### PROVIDED MATERIAL:

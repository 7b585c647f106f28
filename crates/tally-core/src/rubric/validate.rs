//! Duplicate-id detection across a rubric's item tree
//!
//! Item ids are the join keys between a rubric and its score cards, so a
//! duplicate anywhere in the tree (across categories, at any nesting depth)
//! can misattribute marks. Validation reports findings as structured
//! results and never fails: invalid rubrics can exist and downstream code
//! must tolerate them. Callers decide whether to block on the findings.

use std::collections::HashSet;

use serde::Serialize;

use crate::rubric::types::{Rubric, RubricCategory, RubricItem};

/// Accumulator for one validation traversal
///
/// A single tracker is threaded through every item list in the rubric so
/// collisions between distant branches are still caught.
#[derive(Debug, Default)]
pub struct IdTracker {
    seen: HashSet<String>,
    duplicates: Vec<String>,
}

impl IdTracker {
    /// Record one id sighting; each offending id is reported once
    fn record(&mut self, id: &str) {
        if !self.seen.insert(id.to_string()) && !self.duplicates.iter().any(|d| d == id) {
            self.duplicates.push(id.to_string());
        }
    }

    fn is_valid(&self) -> bool {
        self.duplicates.is_empty()
    }

    fn into_duplicates(self) -> Vec<String> {
        self.duplicates
    }
}

/// Findings of an item-id uniqueness check
#[derive(Debug, Clone, PartialEq, Serialize)]
#[serde(rename_all = "camelCase")]
pub struct ItemIdValidation {
    pub valid: bool,
    pub duplicate_item_ids: Vec<String>,
}

/// Findings of a whole-rubric check
#[derive(Debug, Clone, PartialEq, Serialize)]
#[serde(rename_all = "camelCase")]
pub struct RubricValidation {
    pub valid: bool,
    pub duplicate_item_ids: Vec<String>,
    pub duplicate_category_ids: Vec<String>,
}

/// Visit an item list and every nested sub-item list, recording ids into
/// the shared tracker
pub fn validate_unique_item_ids_with(items: &[RubricItem], tracker: &mut IdTracker) {
    for item in items {
        tracker.record(&item.id);
        if let Some(sub_items) = &item.sub_items {
            validate_unique_item_ids_with(sub_items, tracker);
        }
    }
}

/// Check one item list (including nested sub-items) in isolation
pub fn validate_unique_item_ids(items: &[RubricItem]) -> ItemIdValidation {
    let mut tracker = IdTracker::default();
    validate_unique_item_ids_with(items, &mut tracker);
    ItemIdValidation {
        valid: tracker.is_valid(),
        duplicate_item_ids: tracker.into_duplicates(),
    }
}

/// Check all categories' item trees against one shared accumulator
pub fn validate_categories(categories: &[RubricCategory]) -> ItemIdValidation {
    let mut tracker = IdTracker::default();
    for category in categories {
        validate_unique_item_ids_with(&category.items, &mut tracker);
    }
    ItemIdValidation {
        valid: tracker.is_valid(),
        duplicate_item_ids: tracker.into_duplicates(),
    }
}

/// Check a whole rubric: item-id uniqueness across the entire tree plus
/// category-id uniqueness
pub fn validate_rubric(rubric: &Rubric) -> RubricValidation {
    let items = validate_categories(&rubric.categories);

    let mut category_tracker = IdTracker::default();
    for category in &rubric.categories {
        category_tracker.record(&category.id);
    }

    RubricValidation {
        valid: items.valid && category_tracker.is_valid(),
        duplicate_item_ids: items.duplicate_item_ids,
        duplicate_category_ids: category_tracker.into_duplicates(),
    }
}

### WORK REQUIRED:
The material should be transcribed in full, character for character.

### YOUR RESPONSE:
repository 7b585c647f106f28
filename crates/tally-core/src/rubric/validate.rs
//! Duplicate-id detection across a rubric's item tree
//!
//! Item ids are the join keys between a rubric and its score cards, so a
//! duplicate anywhere in the tree (across categories, at any nesting depth)
//! can misattribute marks. Validation reports findings as structured
//! results and never fails: invalid rubrics can exist and downstream code
//! must tolerate them. Callers decide whether to block on the findings.

use std::collections::HashSet;

use serde::Serialize;

use crate::rubric::types::{Rubric, RubricCategory, RubricItem};

/// Accumulator for one validation traversal
///
/// A single tracker is threaded through every item list in the rubric so
/// collisions between distant branches are still caught.
#[derive(Debug, Default)]
pub struct IdTracker {
    seen: HashSet<String>,
    duplicates: Vec<String>,
}

impl IdTracker {
    /// Record one id sighting; each offending id is reported once
    fn record(&mut self, id: &str) {
        if !self.seen.insert(id.to_string()) && !self.duplicates.iter().any(|d| d == id) {
            self.duplicates.push(id.to_string());
        }
    }

    fn is_valid(&self) -> bool {
        self.duplicates.is_empty()
    }

    fn into_duplicates(self) -> Vec<String> {
        self.duplicates
    }
}

/// Findings of an item-id uniqueness check
#[derive(Debug, Clone, PartialEq, Serialize)]
#[serde(rename_all = "camelCase")]
pub struct ItemIdValidation {
    pub valid: bool,
    pub duplicate_item_ids: Vec<String>,
}

/// Findings of a whole-rubric check
#[derive(Debug, Clone, PartialEq, Serialize)]
#[serde(rename_all = "camelCase")]
pub struct RubricValidation {
    pub valid: bool,
    pub duplicate_item_ids: Vec<String>,
    pub duplicate_category_ids: Vec<String>,
}

/// Visit an item list and every nested sub-item list, recording ids into
/// the shared tracker
pub fn validate_unique_item_ids_with(items: &[RubricItem], tracker: &mut IdTracker) {
    for item in items {
        tracker.record(&item.id);
        if let Some(sub_items) = &item.sub_items {
            validate_unique_item_ids_with(sub_items, tracker);
        }
    }
}

/// Check one item list (including nested sub-items) in isolation
pub fn validate_unique_item_ids(items: &[RubricItem]) -> ItemIdValidation {
    let mut tracker = IdTracker::default();
    validate_unique_item_ids_with(items, &mut tracker);
    ItemIdValidation {
        valid: tracker.is_valid(),
        duplicate_item_ids: tracker.into_duplicates(),
    }
}

/// Check all categories' item trees against one shared accumulator
pub fn validate_categories(categories: &[RubricCategory]) -> ItemIdValidation {
    let mut tracker = IdTracker::default();
    for category in categories {
        validate_unique_item_ids_with(&category.items, &mut tracker);
    }
    ItemIdValidation {
        valid: tracker.is_valid(),
        duplicate_item_ids: tracker.into_duplicates(),
    }
}

/// Check a whole rubric: item-id uniqueness across the entire tree plus
/// category-id uniqueness
pub fn validate_rubric(rubric: &Rubric) -> RubricValidation {
    let items = validate_categories(&rubric.categories);

    let mut category_tracker = IdTracker::default();
    for category in &rubric.categories {
        category_tracker.record(&category.id);
    }

    RubricValidation {
        valid: items.valid && category_tracker.is_valid(),
        duplicate_item_ids: items.duplicate_item_ids,
        duplicate_category_ids: category_tracker.into_duplicates(),
    }
}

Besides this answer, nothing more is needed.